WHAT THE TASK ASKS: Gather each line of the records where "values" appears.

····················

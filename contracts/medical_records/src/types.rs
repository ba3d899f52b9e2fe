use soroban_sdk::{contracttype, Address, String, Vec};

// ==================== Configuration ====================

/// Contract configuration, set once at initialization.
#[derive(Clone)]
#[contracttype]
pub struct Config {
    pub admin: Address,
    /// The patient_access contract that answers every role, token, and
    /// gate query.
    pub access_contract: Address,
}

// ==================== Records ====================

/// Document category. Mirrors the grouping the record vault presents:
/// reports, prescriptions, bills, insurance, everything else.
#[derive(Clone, Copy, PartialEq, Eq, Debug)]
#[contracttype]
#[repr(u32)]
pub enum RecordCategory {
    Report = 0,
    Prescription = 1,
    Bill = 2,
    Insurance = 3,
    Other = 4,
}

#[derive(Clone, Copy, PartialEq, Eq, Debug)]
#[contracttype]
pub enum RecordStatus {
    Available,
    Archived,
}

/// Metadata for one uploaded document. The document body lives in external
/// object storage; `data_ref` is its storage key.
#[derive(Clone)]
#[contracttype]
pub struct RecordMeta {
    pub record_id: u64,
    pub patient: Address,
    pub uploaded_by: Address,
    /// Display title, max 120 bytes.
    pub title: String,
    pub category: RecordCategory,
    /// Exact media type from the supported allow-list.
    pub mime_type: String,
    pub size_bytes: u64,
    /// Object-store key, 10–200 bytes.
    pub data_ref: String,
    pub status: RecordStatus,
    pub uploaded_at: u64,
}

/// Category-grouped listing envelope. Archived records are omitted.
#[derive(Clone)]
#[contracttype]
pub struct RecordGroups {
    pub reports: Vec<RecordMeta>,
    pub prescriptions: Vec<RecordMeta>,
    pub bills: Vec<RecordMeta>,
    pub insurance: Vec<RecordMeta>,
    pub other: Vec<RecordMeta>,
}

// ==================== File Tickets ====================

/// What a ticket authorizes.
#[derive(Clone, Copy, PartialEq, Eq, Debug)]
#[contracttype]
pub enum TicketKind {
    Preview,
    Download,
}

/// A short-lived grant to fetch one document from object storage — the
/// on-chain stand-in for a signed URL. Expired tickets are deleted on the
/// first status read that observes them.
#[derive(Clone)]
#[contracttype]
pub struct FileTicket {
    pub ticket_id: u64,
    pub record_id: u64,
    pub patient: Address,
    pub kind: TicketKind,
    pub issued_at: u64,
    pub expires_at: u64,
}

#[derive(Clone, Copy, PartialEq, Eq, Debug)]
#[contracttype]
pub enum TicketState {
    Valid,
    Expired,
    Unknown,
}
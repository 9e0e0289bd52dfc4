//! Simple command that prints one or '-n count' UUID strings of the given version

use std::{io, io::Write, process::ExitCode};

use clap::Parser;
use ruuid::{Generator, Version};
use tracing::debug;
use tracing_subscriber::EnvFilter;

#[derive(Parser, Debug)]
#[command(version, about = "Print generated UUIDs")]
struct Cli {
    /// UUID version to generate (4 or 7)
    #[arg(value_name = "VERSION", default_value = "4")]
    uuid_version: Version,

    /// Number of UUIDs to print
    #[arg(short = 'n', long, default_value_t = 1)]
    count: usize,
}

fn main() -> io::Result<ExitCode> {
    tracing_subscriber::fmt()
        .with_env_filter(EnvFilter::from_default_env())
        .with_writer(io::stderr)
        .init();

    let cli = Cli::parse();
    debug!(?cli);

    let mut g: Generator = Generator::default();
    let mut buf = io::BufWriter::new(io::stdout());
    for _ in 0..cli.count {
        match g.generate(cli.uuid_version) {
            Ok(uuid) => writeln!(buf, "{}", uuid)?,
            Err(err) => {
                buf.flush()?;
                debug!(%err, "cannot generate uuid v{}", cli.uuid_version);
                eprintln!("Error: {}", err);
                return Ok(ExitCode::FAILURE);
            }
        }
    }
    buf.flush()?;

    Ok(ExitCode::SUCCESS)
}
//! Entry point functions backed by the operating system's random source

use rand::rngs::OsRng;

use crate::{Generator, Result, Uuid, Version};

/// Generates a new UUID of the requested version.
///
/// This function is safe to call from multiple threads concurrently; it shares no state other
/// than the operating system's random source and the system clock.
///
/// # Examples
///
/// ```rust
/// use ruuid::Version;
///
/// let uuid = ruuid::generate(Version::V4)?;
/// println!("{}", uuid); // e.g., "2ca4b2ce-6c13-40d4-bccf-37d222820f6f"
///
/// let err = ruuid::generate(Version::V5).unwrap_err();
/// assert!(err.is_unsupported_version());
/// # Ok::<(), ruuid::Error>(())
/// ```
pub fn generate(version: Version) -> Result<Uuid> {
    Generator::new(OsRng).generate(version)
}

/// Generates a UUIDv4 object.
pub fn generate_v4() -> Result<Uuid> {
    Generator::new(OsRng).generate_v4()
}

/// Generates a UUIDv7 object from the current timestamp.
///
/// # Examples
///
/// ```rust
/// let uuid = ruuid::generate_v7()?;
/// println!("{}", uuid); // e.g., "01809424-3e59-7c05-9219-566f82fff672"
/// println!("{:?}", uuid.as_bytes()); // as 16-byte big-endian array
/// # Ok::<(), ruuid::Error>(())
/// ```
pub fn generate_v7() -> Result<Uuid> {
    Generator::new(OsRng).generate_v7()
}

/// Generates a UUIDv7 object from the `unix_ts_ms` passed instead of the system clock.
pub fn generate_v7_at(unix_ts_ms: u64) -> Result<Uuid> {
    Generator::new(OsRng).generate_v7_at(unix_ts_ms)
}

#[cfg(test)]
fn count_set_bits(samples: &[String]) -> [u32; 128] {
    let mut bins = [0u32; 128];
    for e in samples {
        let mut it = bins.iter_mut().rev();
        for c in e.chars().rev() {
            if let Some(mut num) = c.to_digit(16) {
                for _ in 0..4 {
                    *it.next().unwrap() += num & 1;
                    num >>= 1;
                }
            }
        }
    }
    bins
}

#[cfg(test)]
mod tests_v7 {
    use super::{count_set_bits, generate_v7, generate_v7_at};
    use crate::Variant;

    const N_SAMPLES: usize = 100_000;
    thread_local!(static SAMPLES: Vec<String> = (0..N_SAMPLES).map(|_| generate_v7().unwrap().into()).collect());

    /// Generates canonical string
    #[test]
    fn generates_canonical_string() {
        let pattern = r"^[0-9a-f]{8}-[0-9a-f]{4}-7[0-9a-f]{3}-[89ab][0-9a-f]{3}-[0-9a-f]{12}$";
        let re = regex::Regex::new(pattern).unwrap();
        SAMPLES.with(|samples| {
            for e in samples {
                assert!(re.is_match(e));
            }
        });
    }

    /// Generates 100k identifiers without collision
    #[test]
    fn generates_100k_identifiers_without_collision() {
        use std::collections::HashSet;
        SAMPLES.with(|samples| {
            let s: HashSet<&String> = samples.iter().collect();
            assert_eq!(s.len(), N_SAMPLES);
        });
    }

    /// Encodes non-decreasing timestamp in creation order
    #[test]
    fn encodes_non_decreasing_timestamp_in_creation_order() {
        SAMPLES.with(|samples| {
            for i in 1..N_SAMPLES {
                assert!(samples[i - 1][0..13] <= samples[i][0..13]);
            }
        });
    }

    /// Sorts by timestamp across distinct milliseconds
    #[test]
    fn sorts_by_timestamp_across_distinct_milliseconds() {
        let ts = 1717090333787u64;
        let mut prev = generate_v7_at(ts).unwrap();
        for i in 1..1_000u64 {
            let curr = generate_v7_at(ts + i).unwrap();
            assert!(prev.as_bytes() < curr.as_bytes());
            assert!(prev.to_string() < curr.to_string());
            prev = curr;
        }
    }

    /// Sets constant bits and random bits properly
    #[test]
    fn sets_constant_bits_and_random_bits_properly() {
        let bins = SAMPLES.with(|samples| count_set_bits(samples));

        // test if constant bits are all set to 1 or 0
        let n = N_SAMPLES as u32;
        assert_eq!(bins[48], 0, "version bit 48");
        assert_eq!(bins[49], n, "version bit 49");
        assert_eq!(bins[50], n, "version bit 50");
        assert_eq!(bins[51], n, "version bit 51");
        assert_eq!(bins[64], n, "variant bit 64");
        assert_eq!(bins[65], 0, "variant bit 65");

        // test if random bits are set to 1 at ~50% probability
        // set margin based on binom dist 99.999% confidence interval
        let margin = 4.417173 * (0.5 * 0.5 / N_SAMPLES as f64).sqrt();
        for i in (52..64).chain(66..128) {
            let p = bins[i] as f64 / N_SAMPLES as f64;
            assert!((p - 0.5).abs() < margin, "random bit {i}: {p}");
        }
    }

    /// Sets correct variant and version bits
    #[test]
    fn sets_correct_variant_and_version_bits() {
        for _ in 0..1_000 {
            let e = generate_v7().unwrap();
            assert_eq!(e.variant(), Variant::Var10);
            assert_eq!(e.version(), Some(7));
        }
    }
}
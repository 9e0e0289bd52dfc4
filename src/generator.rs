//! UUIDv4 and UUIDv7 generator

use std::time;

use rand::{rngs::OsRng, RngCore};
use tracing::{debug, trace};

use crate::{Error, Result, Uuid, Version};

/// Represents a UUID generator that draws random bytes from a random number generator.
///
/// The generator holds no state other than the random number generator. It creates UUIDv7
/// values that sort by their creation time to millisecond precision; the order of UUIDs created
/// within the same millisecond is random because no sequence counter is embedded.
///
/// The default generator employs [`OsRng`], which reads from the operating system's
/// cryptographically secure random source and is safe to share across threads.
///
/// # Examples
///
/// ```rust
/// use ruuid::{Generator, Version};
///
/// let mut g: Generator = Generator::default();
/// let x = g.generate(Version::V7)?;
/// println!("{}", x); // e.g., "018fca8f-345b-711a-838a-a276340388e7"
/// assert_eq!(x.version(), Some(7));
///
/// assert!(g.generate(Version::V1).is_err());
/// # Ok::<(), ruuid::Error>(())
/// ```
#[derive(Clone, Eq, PartialEq, Debug, Default)]
pub struct Generator<R = OsRng> {
    /// The random number generator used by the generator.
    rng: R,
}

impl<R: RngCore> Generator<R> {
    /// Creates a generator instance with a specified random number generator.
    pub const fn new(rng: R) -> Self {
        Self { rng }
    }

    /// Generates a new UUID of the requested version.
    ///
    /// Fails with [`Error::UnsupportedVersion`] for anything other than [`Version::V4`] and
    /// [`Version::V7`], and with [`Error::RandomSource`] if the random number generator fails.
    pub fn generate(&mut self, version: Version) -> Result<Uuid> {
        match version {
            Version::V4 => self.generate_v4(),
            Version::V7 => self.generate_v7(),
            v => Err(Error::UnsupportedVersion(v.as_u8())),
        }
    }

    /// Generates a new UUIDv4 object.
    pub fn generate_v4(&mut self) -> Result<Uuid> {
        let uuid = Uuid::from_random_bytes_v4(self.random_bytes()?);
        trace!(%uuid, "generated v4");
        Ok(uuid)
    }

    /// Generates a new UUIDv7 object from the current timestamp.
    pub fn generate_v7(&mut self) -> Result<Uuid> {
        self.generate_v7_at(unix_ts_ms_now())
    }

    /// Generates a new UUIDv7 object from the `unix_ts_ms` passed.
    ///
    /// Only the low 48 bits of `unix_ts_ms` are embedded.
    pub fn generate_v7_at(&mut self, unix_ts_ms: u64) -> Result<Uuid> {
        let uuid = Uuid::from_random_bytes_v7(unix_ts_ms, self.random_bytes()?);
        trace!(%uuid, unix_ts_ms, "generated v7");
        Ok(uuid)
    }

    fn random_bytes(&mut self) -> Result<[u8; 16]> {
        let mut bytes = [0u8; 16];
        self.rng.try_fill_bytes(&mut bytes).map_err(|err| {
            debug!(%err, "random number generator failed");
            Error::from(err)
        })?;
        Ok(bytes)
    }
}

/// Returns the current wall-clock time as milliseconds since the Unix epoch, or zero if the
/// system clock reads earlier than the epoch.
pub(crate) fn unix_ts_ms_now() -> u64 {
    time::SystemTime::now()
        .duration_since(time::UNIX_EPOCH)
        .map_or(0, |d| d.as_millis() as u64)
}
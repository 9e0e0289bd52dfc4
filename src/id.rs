use std::{fmt, str, time};

use fstr::FStr;

use crate::{Error, Result};

/// Represents a Universally Unique IDentifier.
///
/// A `Uuid` is a plain 16-byte value in the canonical RFC 9562 byte order. It compares by content
/// only; no ordering is defined on the type itself. Use [`Uuid::as_bytes()`] when a byte-wise
/// ordering is needed, e.g., to sort UUIDv7 values by creation time.
#[derive(Copy, Clone, Eq, PartialEq, Hash, Debug, Default)]
pub struct Uuid([u8; 16]);

/// Positions of the four hyphens in the 8-4-4-4-12 form.
const HYPHEN_POSITIONS: [usize; 4] = [8, 13, 18, 23];

impl Uuid {
    /// Nil UUID (00000000-0000-0000-0000-000000000000)
    pub const NIL: Self = Self([0x00; 16]);

    /// Max UUID (ffffffff-ffff-ffff-ffff-ffffffffffff)
    pub const MAX: Self = Self([0xff; 16]);

    /// Creates an object from a 16-byte big-endian array.
    pub const fn from_bytes(bytes: [u8; 16]) -> Self {
        Self(bytes)
    }

    /// Returns a reference to the underlying byte array.
    pub const fn as_bytes(&self) -> &[u8; 16] {
        &self.0
    }

    /// Consumes the object and returns the underlying byte array.
    pub const fn into_bytes(self) -> [u8; 16] {
        self.0
    }

    /// Returns true if the object is the Nil UUID.
    pub const fn is_nil(&self) -> bool {
        u128::from_be_bytes(self.0) == 0
    }

    /// Returns true if the object is the Max UUID.
    pub const fn is_max(&self) -> bool {
        u128::from_be_bytes(self.0) == u128::MAX
    }

    /// Stamps the version 4 and variant `10` bits onto 16 random bytes.
    pub const fn from_random_bytes_v4(mut bytes: [u8; 16]) -> Self {
        bytes[6] = 0x40 | (bytes[6] & 0x0f);
        bytes[8] = 0x80 | (bytes[8] & 0x3f);
        Self(bytes)
    }

    /// Overwrites the first 48 bits of 16 random bytes with `unix_ts_ms` (the low 48 bits of the
    /// millisecond count, big-endian) and stamps the version 7 and variant `10` bits.
    pub const fn from_random_bytes_v7(unix_ts_ms: u64, mut bytes: [u8; 16]) -> Self {
        let ts = unix_ts_ms.to_be_bytes();
        bytes[0] = ts[2];
        bytes[1] = ts[3];
        bytes[2] = ts[4];
        bytes[3] = ts[5];
        bytes[4] = ts[6];
        bytes[5] = ts[7];
        bytes[6] = 0x70 | (bytes[6] & 0x0f);
        bytes[8] = 0x80 | (bytes[8] & 0x3f);
        Self(bytes)
    }

    /// Creates a UUIDv7 with the given `unix_ts_ms` and an all-zero random tail.
    ///
    /// The result is fully determined by the argument, which makes it suitable for pinning the
    /// timestamp component in tests or as a lower bound of a time range in UUIDv7 keyed storage.
    ///
    /// # Examples
    ///
    /// ```rust
    /// use ruuid::Uuid;
    ///
    /// let x = Uuid::v7_zero(1717090333787);
    /// assert_eq!(x.to_string(), "018fca8f-345b-7000-8000-000000000000");
    /// ```
    pub const fn v7_zero(unix_ts_ms: u64) -> Self {
        Self::from_random_bytes_v7(unix_ts_ms, [0u8; 16])
    }

    /// Reads the first 48 bits as a big-endian millisecond count since the Unix epoch.
    ///
    /// This does not check that the object is a UUIDv7; the value is only meaningful when the
    /// caller knows it is.
    pub const fn unix_ts_ms(&self) -> u64 {
        let b = &self.0;
        u64::from_be_bytes([0, 0, b[0], b[1], b[2], b[3], b[4], b[5]])
    }

    /// Returns the point in time embedded in the first 48 bits, interpreting them as a UUIDv7
    /// `unix_ts_ms` field.
    ///
    /// # Examples
    ///
    /// ```rust
    /// use std::time::{Duration, UNIX_EPOCH};
    /// use ruuid::Uuid;
    ///
    /// let x: Uuid = "018fca8f-345b-711a-838a-a276340388e7".parse()?;
    /// assert_eq!(x.v7_time(), UNIX_EPOCH + Duration::from_millis(1717090333787));
    /// # Ok::<(), ruuid::Error>(())
    /// ```
    pub fn v7_time(&self) -> time::SystemTime {
        time::UNIX_EPOCH + time::Duration::from_millis(self.unix_ts_ms())
    }

    /// Reports the variant field value of the UUID or, if appropriate, "NIL" or "MAX".
    ///
    /// For convenience, this method reports [`Variant::VarNil`] or [`Variant::VarMax`] if `self`
    /// represents the Nil or Max UUID, although the Nil and Max UUIDs are technically subsumed
    /// under the variants `0b0` and `0b111`, respectively.
    pub const fn variant(&self) -> Variant {
        let nibble = self.0[8] >> 4;
        if nibble < 0b1000 {
            if self.is_nil() {
                Variant::VarNil
            } else {
                Variant::Var0
            }
        } else if nibble < 0b1100 {
            Variant::Var10
        } else if nibble < 0b1110 {
            Variant::Var110
        } else if self.is_max() {
            Variant::VarMax
        } else {
            Variant::VarReserved
        }
    }

    /// Returns the version field value of the UUID or `None` if `self` does not have the
    /// variant field value of `0b10`.
    pub const fn version(&self) -> Option<u8> {
        match self.variant() {
            Variant::Var10 => Some(self.0[6] >> 4),
            _ => None,
        }
    }

    /// Returns the 8-4-4-4-12 hexadecimal string representation stored in a stack-allocated
    /// string type that can be dereferenced as `str`.
    ///
    /// # Examples
    ///
    /// ```rust
    /// use ruuid::Uuid;
    ///
    /// let x = "01809424-3e59-7c05-9219-566f82fff672".parse::<Uuid>()?;
    /// let y = x.encode();
    /// assert_eq!(&*y, "01809424-3e59-7c05-9219-566f82fff672");
    /// assert_eq!(format!("{}", y), "01809424-3e59-7c05-9219-566f82fff672");
    /// # Ok::<(), ruuid::Error>(())
    /// ```
    pub fn encode(&self) -> FStr<36> {
        const DIGITS: &[u8; 16] = b"0123456789abcdef";

        let mut buffer = [b'-'; 36];
        let mut pos = 0;
        for (i, &e) in self.0.iter().enumerate() {
            buffer[pos] = DIGITS[(e >> 4) as usize];
            buffer[pos + 1] = DIGITS[(e & 15) as usize];
            pos += if matches!(i, 3 | 5 | 7 | 9) { 3 } else { 2 };
        }
        debug_assert!(buffer.is_ascii());
        // SAFETY: the buffer consists of ASCII hex digits and hyphens only
        unsafe { FStr::from_bytes_unchecked(buffer) }
    }

    /// Creates an object from the 8-4-4-4-12 hexadecimal string representation.
    ///
    /// Only lowercase hexadecimal digits are accepted. Any well-formed string is accepted
    /// regardless of its version and variant bits.
    pub fn parse_str(src: &str) -> Result<Self> {
        Self::parse_ascii(src.as_bytes())
    }

    /// Creates an object from the 8-4-4-4-12 hexadecimal representation given as ASCII bytes.
    pub fn parse_ascii(src: &[u8]) -> Result<Self> {
        if src.len() != 36 || HYPHEN_POSITIONS.iter().any(|&i| src[i] != b'-') {
            return Err(Error::InvalidFormat);
        }

        let mut dst = [0u8; 16];
        let mut digits = src
            .iter()
            .enumerate()
            .filter(|(i, _)| !HYPHEN_POSITIONS.contains(i))
            .map(|(_, &c)| decode_hex_digit(c));
        for e in dst.iter_mut() {
            let (Some(Some(hi)), Some(Some(lo))) = (digits.next(), digits.next()) else {
                return Err(Error::InvalidFormat);
            };
            *e = (hi << 4) | lo;
        }
        Ok(Self(dst))
    }
}

/// Decodes a lowercase hexadecimal digit.
const fn decode_hex_digit(c: u8) -> Option<u8> {
    match c {
        b'0'..=b'9' => Some(c - b'0'),
        b'a'..=b'f' => Some(c - b'a' + 10),
        _ => None,
    }
}

/// The reserved UUID variants and the Nil and Max UUIDs.
#[derive(Copy, Clone, Eq, PartialEq, Hash, Debug)]
pub enum Variant {
    /// The Nil UUID.
    VarNil,
    /// The variant field value of `0b0`, except for the Nil UUID.
    Var0,
    /// The variant field value of `0b10`.
    Var10,
    /// The variant field value of `0b110`.
    Var110,
    /// The reserved variant field value of `0b111`, except for the Max UUID.
    VarReserved,
    /// The Max UUID.
    VarMax,
}

impl fmt::Display for Uuid {
    /// Returns the 8-4-4-4-12 canonical hexadecimal string representation.
    fn fmt(&self, f: &mut fmt::Formatter<'_>) -> fmt::Result {
        f.write_str(&self.encode())
    }
}

impl str::FromStr for Uuid {
    type Err = Error;

    /// Creates an object from the 8-4-4-4-12 hexadecimal string representation.
    fn from_str(src: &str) -> Result<Self> {
        Self::parse_str(src)
    }
}

impl TryFrom<&str> for Uuid {
    type Error = Error;

    fn try_from(src: &str) -> Result<Self> {
        Self::parse_str(src)
    }
}

impl TryFrom<String> for Uuid {
    type Error = Error;

    fn try_from(src: String) -> Result<Self> {
        Self::parse_str(&src)
    }
}

impl TryFrom<&[u8]> for Uuid {
    type Error = Error;

    /// Creates an object from a raw 16-byte sequence, failing if the length is not 16.
    fn try_from(src: &[u8]) -> Result<Self> {
        <[u8; 16]>::try_from(src)
            .map(Self)
            .map_err(|_| Error::InvalidFormat)
    }
}

impl From<Uuid> for String {
    fn from(src: Uuid) -> Self {
        src.to_string()
    }
}

impl From<Uuid> for [u8; 16] {
    fn from(src: Uuid) -> Self {
        src.0
    }
}

impl From<[u8; 16]> for Uuid {
    fn from(src: [u8; 16]) -> Self {
        Self(src)
    }
}

impl AsRef<[u8]> for Uuid {
    fn as_ref(&self) -> &[u8] {
        self.as_bytes()
    }
}

impl From<Uuid> for u128 {
    fn from(src: Uuid) -> Self {
        Self::from_be_bytes(src.0)
    }
}

impl From<u128> for Uuid {
    fn from(src: u128) -> Self {
        Self(src.to_be_bytes())
    }
}

#[cfg(feature = "uuid")]
#[cfg_attr(docsrs, doc(cfg(feature = "uuid")))]
mod uuid_support {
    use super::Uuid;

    impl From<Uuid> for uuid::Uuid {
        fn from(src: Uuid) -> Self {
            uuid::Uuid::from_bytes(src.0)
        }
    }

    impl From<uuid::Uuid> for Uuid {
        fn from(src: uuid::Uuid) -> Self {
            Self(src.into_bytes())
        }
    }

}

#[cfg(feature = "serde")]
#[cfg_attr(docsrs, doc(cfg(feature = "serde")))]
mod serde_support {
    use super::{fmt, Uuid};
    use serde::{de, Deserializer, Serializer};

    impl serde::Serialize for Uuid {
        fn serialize<S: Serializer>(&self, serializer: S) -> Result<S::Ok, S::Error> {
            if serializer.is_human_readable() {
                serializer.serialize_str(&self.encode())
            } else {
                serializer.serialize_bytes(self.as_bytes())
            }
        }
    }

    impl<'de> serde::Deserialize<'de> for Uuid {
        fn deserialize<D: Deserializer<'de>>(deserializer: D) -> Result<Self, D::Error> {
            if deserializer.is_human_readable() {
                deserializer.deserialize_str(VisitorImpl)
            } else {
                deserializer.deserialize_bytes(VisitorImpl)
            }
        }
    }

    struct VisitorImpl;

    impl<'de> de::Visitor<'de> for VisitorImpl {
        type Value = Uuid;

        fn expecting(&self, formatter: &mut fmt::Formatter<'_>) -> fmt::Result {
            write!(formatter, "a UUID representation")
        }

        fn visit_str<E: de::Error>(self, value: &str) -> Result<Self::Value, E> {
            Uuid::parse_str(value).map_err(de::Error::custom)
        }

        fn visit_bytes<E: de::Error>(self, value: &[u8]) -> Result<Self::Value, E> {
            Uuid::try_from(value).map_err(de::Error::custom)
        }
    }

    #[cfg(test)]
    mod tests {
        use super::Uuid;
        use serde_test::{assert_tokens, Configure, Token};

        /// Serializes and deserializes prepared cases correctly
        #[test]
        fn serializes_and_deserializes_prepared_cases_correctly() {
            let cases = [
                ("00000000-0000-0000-0000-000000000000", &[0u8; 16]),
                (
                    "017f22e2-79b0-7cc3-98c4-dc0c0c07398f",
                    &[
                        0x01, 0x7f, 0x22, 0xe2, 0x79, 0xb0, 0x7c, 0xc3, 0x98, 0xc4, 0xdc, 0x0c,
                        0x0c, 0x07, 0x39, 0x8f,
                    ],
                ),
                (
                    "2ed6657d-e927-568b-95e1-2665a8aea6a2",
                    &[
                        0x2e, 0xd6, 0x65, 0x7d, 0xe9, 0x27, 0x56, 0x8b, 0x95, 0xe1, 0x26, 0x65,
                        0xa8, 0xae, 0xa6, 0xa2,
                    ],
                ),
            ];

            for (text, bytes) in cases {
                let e = text.parse::<Uuid>().unwrap();
                assert_tokens(&e.readable(), &[Token::String(text)]);
                assert_tokens(&e.compact(), &[Token::Bytes(bytes)]);
            }
        }

        /// Marshals to and from JSON strings
        #[test]
        fn marshals_to_and_from_json_strings() {
            let e: Uuid = "919108f7-52d1-4320-9bac-f847db4148a8".parse().unwrap();
            let json = serde_json::to_string(&e).unwrap();
            assert_eq!(json, r#""919108f7-52d1-4320-9bac-f847db4148a8""#);
            assert_eq!(serde_json::from_str::<Uuid>(&json).unwrap(), e);

            let err = serde_json::from_str::<Uuid>(r#""919108f7""#).unwrap_err();
            assert!(err.to_string().contains("invalid uuid format"));
            assert!(serde_json::from_str::<Uuid>("42").is_err());
        }
    }
}
use thiserror::Error;

/// Errors returned by the fallible parsing and generation functions.
#[derive(Error, Debug)]
pub enum Error {
    /// The input is not a 36-character canonical string or a 16-byte sequence.
    #[error("invalid uuid format")]
    InvalidFormat,

    /// Generation was requested for a version this crate does not generate.
    #[error("unsupported uuid version {0}")]
    UnsupportedVersion(u8),

    /// A version argument is not a decimal number in `0..=255`, optionally prefixed by `v`.
    #[error("invalid uuid version {0:?}")]
    InvalidVersion(String),

    /// The random number generator failed to produce bytes.
    #[error("cannot read random data: {0}")]
    RandomSource(#[from] rand::Error),
}

impl Error {
    /// Returns true if the error is [`Error::InvalidFormat`].
    pub const fn is_invalid_format(&self) -> bool {
        matches!(self, Self::InvalidFormat)
    }

    /// Returns true if the error is [`Error::UnsupportedVersion`].
    pub const fn is_unsupported_version(&self) -> bool {
        matches!(self, Self::UnsupportedVersion(_))
    }
}

pub type Result<T, E = Error> = std::result::Result<T, E>;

····················

TASK SOLUTION:
/// values that sort by their creation time to millisecond precision; the order of UUIDs created
/// ordering is needed, e.g., to sort UUIDv7 values by creation time.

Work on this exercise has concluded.